▸ **Required action**
Search the records for lines that contain the word "side". Copy them all.

Items listed in a dataset:
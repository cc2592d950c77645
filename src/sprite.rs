use std::rc::Rc;

use glam::Vec2;
use image::{Rgba, RgbaImage};
use tracing::debug;

use crate::{
    canvas::RenderTarget,
    images::SpriteImage,
    input::{InputSnapshot, SpeedCommand},
    rotator::PivotRotator,
    shapes::{InvalidOriginSpec, OriginSpec, Rect},
};

/// A sprite that spins around a pivot point which can sit anywhere on or off
/// the sprite.
///
/// Each call to `tick` advances the rotation angle by the angular speed, then
/// places the sprite on its orbit around the current pivot. The bounding
/// rectangle always reflects the most recent tick, relocation or translation.
pub struct OrbitingSprite {
    image: SpriteImage,
    bounding_rect: Rect,
    pivot: Vec2,
    rotator: PivotRotator,
    /// Rotation in degrees, kept in [0, 360).
    angle: f32,
    /// Signed degrees added to `angle` every tick. Zero pauses rotation.
    angular_speed: f32,
    /// Allow movement input to translate this sprite.
    pub player_controlled: bool,
}

impl OrbitingSprite {
    pub const DEFAULT_ANGULAR_SPEED: f32 = 1.0;
    pub const PIVOT_MARKER_SIZE: f32 = 6.0;
    pub const PIVOT_MARKER_COLOR: Rgba<u8> = Rgba([255, 0, 255, 255]);

    /// Create a sprite centered on `location` that rotates around `origin`.
    /// Anchor origins are resolved against the sprite's initial rectangle.
    pub fn new(image: Rc<RgbaImage>, location: Vec2, origin: OriginSpec) -> Self {
        let image = SpriteImage::new(image);
        let bounding_rect = Rect::from_center(location, image.size());
        let pivot = origin.resolve(&bounding_rect);

        Self {
            rotator: PivotRotator::new(bounding_rect.center(), pivot, 0.0),
            image,
            bounding_rect,
            pivot,
            angle: 0.0,
            angular_speed: Self::DEFAULT_ANGULAR_SPEED,
            player_controlled: false,
        }
    }

    /// Create a sprite with an origin given as text, either an anchor name such
    /// as "midbottom" or an "x,y" point.
    pub fn with_origin_name(
        image: Rc<RgbaImage>,
        location: Vec2,
        origin: &str,
    ) -> Result<Self, InvalidOriginSpec> {
        Ok(Self::new(image, location, origin.parse()?))
    }

    /// Move the pivot to `new_pivot` without disturbing the sprite.
    ///
    /// The orbit is rebuilt from the sprite's current rotated center and
    /// current angle, so rotation continues from where the sprite is now.
    pub fn relocate_pivot(&mut self, new_pivot: Vec2) {
        debug!("relocating pivot from {} to {new_pivot}", self.pivot);

        self.rotator = PivotRotator::new(self.bounding_rect.center(), new_pivot, self.angle);
        self.pivot = new_pivot;
    }

    /// Shift the pivot and the sprite together by `delta`. Ignored unless the
    /// sprite is player controlled.
    pub fn translate(&mut self, delta: Vec2) {
        if !self.player_controlled || delta == Vec2::ZERO {
            return;
        }

        self.pivot += delta;
        self.bounding_rect.translate(delta);
    }

    /// Advance the rotation by one step. Does nothing while rotation is
    /// stopped.
    pub fn tick(&mut self) {
        if self.is_stopped() {
            return;
        }

        self.angle = (self.angle + self.angular_speed).rem_euclid(360.0);

        // Adding a tiny negative speed can round up to exactly 360.
        if self.angle >= 360.0 {
            self.angle = 0.0;
        }

        let new_center = self.rotator.evaluate(self.angle, self.pivot);
        self.image.set_angle(self.angle);
        self.bounding_rect = Rect::from_center(new_center, self.image.size());
    }

    /// Apply one tick of input and then advance the rotation.
    ///
    /// Pivot relocation, speed commands and movement only apply to player
    /// controlled sprites. `move_speed` scales the held movement direction.
    pub fn update(&mut self, input: &InputSnapshot, move_speed: f32, speed_step: f32) {
        if self.player_controlled {
            if let Some(new_pivot) = input.relocate_pivot {
                self.relocate_pivot(new_pivot);
            }

            for command in &input.speed_commands {
                match command {
                    SpeedCommand::Increase => self.adjust_angular_speed(speed_step),
                    SpeedCommand::Decrease => self.adjust_angular_speed(-speed_step),
                    SpeedCommand::Stop => self.set_angular_speed(0.0),
                }
            }

            self.translate(input.movement() * move_speed);
        }

        self.tick();
    }

    pub fn adjust_angular_speed(&mut self, delta: f32) {
        self.set_angular_speed(self.angular_speed + delta);
    }

    pub fn set_angular_speed(&mut self, angular_speed: f32) {
        debug!("angular speed {} -> {angular_speed}", self.angular_speed);
        self.angular_speed = angular_speed;
    }

    /// Draw the sprite, and optionally a small marker on its pivot.
    pub fn render(&self, target: &mut dyn RenderTarget, show_pivot_marker: bool) {
        target.blit(self.image.working(), &self.bounding_rect);

        if show_pivot_marker {
            target.fill_marker(
                self.pivot,
                Self::PIVOT_MARKER_SIZE,
                Self::PIVOT_MARKER_COLOR,
            );
        }
    }

    pub fn is_stopped(&self) -> bool {
        self.angular_speed == 0.0
    }

    pub fn angle(&self) -> f32 {
        self.angle
    }

    pub fn angular_speed(&self) -> f32 {
        self.angular_speed
    }

    pub fn pivot(&self) -> Vec2 {
        self.pivot
    }

    pub fn bounding_rect(&self) -> &Rect {
        &self.bounding_rect
    }

    pub fn center(&self) -> Vec2 {
        self.bounding_rect.center()
    }

    pub fn rotator(&self) -> &PivotRotator {
        &self.rotator
    }

    pub fn working_image(&self) -> &RgbaImage {
        self.image.working()
    }
}

#[cfg(test)]
mod tests {
    use super::*;
    use crate::input::Direction;
    use crate::shapes::Anchor;

    const EPSILON: f32 = 1e-3;

    fn square_image(side: u32) -> Rc<RgbaImage> {
        Rc::new(RgbaImage::from_pixel(side, side, Rgba([10, 20, 30, 255])))
    }

    fn midbottom_sprite() -> OrbitingSprite {
        OrbitingSprite::new(
            square_image(60),
            Vec2::new(100.0, 100.0),
            Anchor::MidBottom.into(),
        )
    }

    fn assert_consistent(sprite: &OrbitingSprite) {
        let expected = sprite.rotator().evaluate(sprite.angle(), sprite.pivot());
        assert!(sprite.center().abs_diff_eq(expected, EPSILON));
    }

    /// Records draw calls for inspection.
    #[derive(Default)]
    struct RecordingTarget {
        blits: Vec<Rect>,
        markers: Vec<(Vec2, f32, Rgba<u8>)>,
    }

    impl RenderTarget for RecordingTarget {
        fn blit(&mut self, _image: &RgbaImage, dest: &Rect) {
            self.blits.push(*dest);
        }

        fn fill_marker(&mut self, center: Vec2, size: f32, color: Rgba<u8>) {
            self.markers.push((center, size, color));
        }
    }

    #[test]
    fn new_sprite_resolves_anchor_pivot() {
        let sprite = midbottom_sprite();

        assert_eq!(Vec2::new(100.0, 130.0), sprite.pivot());
        assert_eq!(Vec2::new(100.0, 100.0), sprite.center());
        assert_eq!(0.0, sprite.angle());
        assert_eq!(OrbitingSprite::DEFAULT_ANGULAR_SPEED, sprite.angular_speed());
        assert!(!sprite.player_controlled);
        assert_consistent(&sprite);
    }

    #[test]
    fn origin_names_are_parsed() {
        let sprite =
            OrbitingSprite::with_origin_name(square_image(8), Vec2::new(300.0, 300.0), "270,280")
                .unwrap();
        assert_eq!(Vec2::new(270.0, 280.0), sprite.pivot());

        let result =
            OrbitingSprite::with_origin_name(square_image(8), Vec2::new(300.0, 300.0), "centre");
        assert!(result.is_err());
    }

    #[test]
    fn quarter_turn_matches_closed_form() {
        let mut sprite = midbottom_sprite();

        for _ in 0..90 {
            sprite.tick();
        }

        assert_eq!(90.0, sprite.angle());
        assert!(sprite.center().abs_diff_eq(Vec2::new(70.0, 130.0), EPSILON));
        assert_consistent(&sprite);
    }

    #[test]
    fn full_turn_returns_to_start() {
        let mut sprite = midbottom_sprite();
        let start = sprite.center();

        for _ in 0..360 {
            sprite.tick();
            assert_consistent(&sprite);
        }

        assert_eq!(0.0, sprite.angle());
        assert!(sprite.center().abs_diff_eq(start, EPSILON));
        assert_eq!((60, 60), sprite.working_image().dimensions());
    }

    #[test]
    fn negative_speed_wraps_into_range() {
        let mut sprite = midbottom_sprite();
        sprite.set_angular_speed(-2.0);
        sprite.tick();

        assert_eq!(358.0, sprite.angle());
        assert_consistent(&sprite);
    }

    #[test]
    fn stopped_sprite_does_not_change() {
        let mut sprite = midbottom_sprite();
        for _ in 0..10 {
            sprite.tick();
        }

        sprite.set_angular_speed(0.0);
        assert!(sprite.is_stopped());

        let rect = *sprite.bounding_rect();
        let image = sprite.working_image().clone();
        let angle = sprite.angle();

        for _ in 0..25 {
            sprite.tick();
        }

        assert_eq!(rect, *sprite.bounding_rect());
        assert_eq!(&image, sprite.working_image());
        assert_eq!(angle, sprite.angle());

        sprite.adjust_angular_speed(3.0);
        sprite.tick();
        assert_eq!(angle + 3.0, sprite.angle());
    }

    #[test]
    fn relocating_onto_center_anchors_sprite_in_place() {
        let mut sprite = midbottom_sprite();
        for _ in 0..37 {
            sprite.tick();
        }

        let center = sprite.center();
        sprite.relocate_pivot(center);
        assert!(sprite.rotator().radius() < EPSILON);

        sprite.tick();
        assert!(sprite.center().abs_diff_eq(center, EPSILON));
        assert_consistent(&sprite);
    }

    #[test]
    fn relocating_pivot_continues_from_current_position() {
        let mut sprite = midbottom_sprite();
        for _ in 0..20 {
            sprite.tick();
        }

        let center = sprite.center();
        let new_pivot = Vec2::new(160.0, 90.0);
        sprite.relocate_pivot(new_pivot);

        assert_eq!(new_pivot, sprite.pivot());
        assert!((sprite.rotator().radius() - center.distance(new_pivot)).abs() < EPSILON);
        assert_consistent(&sprite);

        // One degree later the sprite is still next to where it was.
        sprite.tick();
        assert!(sprite.center().distance(center) < 2.0);
        assert_consistent(&sprite);
    }

    #[test]
    fn translation_moves_orbit_rigidly() {
        let mut sprite = midbottom_sprite();
        sprite.player_controlled = true;
        for _ in 0..45 {
            sprite.tick();
        }

        let delta = Vec2::new(9.0, -6.0);
        let pivot = sprite.pivot();
        let expected = sprite.rotator().evaluate(sprite.angle(), pivot) + delta;

        sprite.translate(delta);

        assert_eq!(pivot + delta, sprite.pivot());
        assert!(sprite.center().abs_diff_eq(expected, EPSILON));
        assert_consistent(&sprite);
    }

    #[test]
    fn translation_requires_player_control() {
        let mut sprite = midbottom_sprite();
        let pivot = sprite.pivot();

        sprite.translate(Vec2::new(5.0, 5.0));
        assert_eq!(pivot, sprite.pivot());
    }

    #[test]
    fn translation_works_while_stopped() {
        let mut sprite = midbottom_sprite();
        sprite.player_controlled = true;
        sprite.set_angular_speed(0.0);

        sprite.translate(Vec2::new(-3.0, 0.0));
        sprite.tick();

        assert_eq!(Vec2::new(97.0, 100.0), sprite.center());
        assert!(sprite.is_stopped());
        assert_consistent(&sprite);
    }

    #[test]
    fn zero_radius_sprite_spins_in_place() {
        let mut sprite = OrbitingSprite::new(
            square_image(20),
            Vec2::new(50.0, 50.0),
            Anchor::Center.into(),
        );

        for _ in 0..30 {
            sprite.tick();
            assert!(sprite.center().abs_diff_eq(Vec2::new(50.0, 50.0), EPSILON));
        }
    }

    #[test]
    fn update_applies_input_only_to_player_sprites() {
        let mut input = InputSnapshot::default();
        input.held.set(Direction::Right, true);
        input.relocate_pivot = Some(Vec2::new(10.0, 10.0));
        input.speed_commands = vec![SpeedCommand::Increase, SpeedCommand::Increase];

        let mut npc = midbottom_sprite();
        npc.update(&input, 3.0, 1.0);
        assert_eq!(Vec2::new(100.0, 130.0), npc.pivot());
        assert_eq!(1.0, npc.angular_speed());

        let mut player = midbottom_sprite();
        player.player_controlled = true;
        player.update(&input, 3.0, 1.0);
        assert_eq!(Vec2::new(13.0, 10.0), player.pivot());
        assert_eq!(3.0, player.angular_speed());
        assert_eq!(3.0, player.angle());
        assert_consistent(&player);

        let stop = InputSnapshot {
            speed_commands: vec![SpeedCommand::Stop],
            ..Default::default()
        };
        player.update(&stop, 3.0, 1.0);
        assert!(player.is_stopped());
        assert_eq!(3.0, player.angle());
    }

    #[test]
    fn render_draws_image_then_marker() {
        let sprite = midbottom_sprite();

        let mut target = RecordingTarget::default();
        sprite.render(&mut target, true);

        assert_eq!(vec![*sprite.bounding_rect()], target.blits);
        assert_eq!(
            vec![(
                sprite.pivot(),
                OrbitingSprite::PIVOT_MARKER_SIZE,
                OrbitingSprite::PIVOT_MARKER_COLOR
            )],
            target.markers
        );

        let mut target = RecordingTarget::default();
        sprite.render(&mut target, false);
        assert!(target.markers.is_empty());
    }
}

▸ **Completed task**
    fn square_image(side: u32) -> Rc<RgbaImage> {
        Rc::new(RgbaImage::from_pixel(side, side, Rgba([10, 20, 30, 255])))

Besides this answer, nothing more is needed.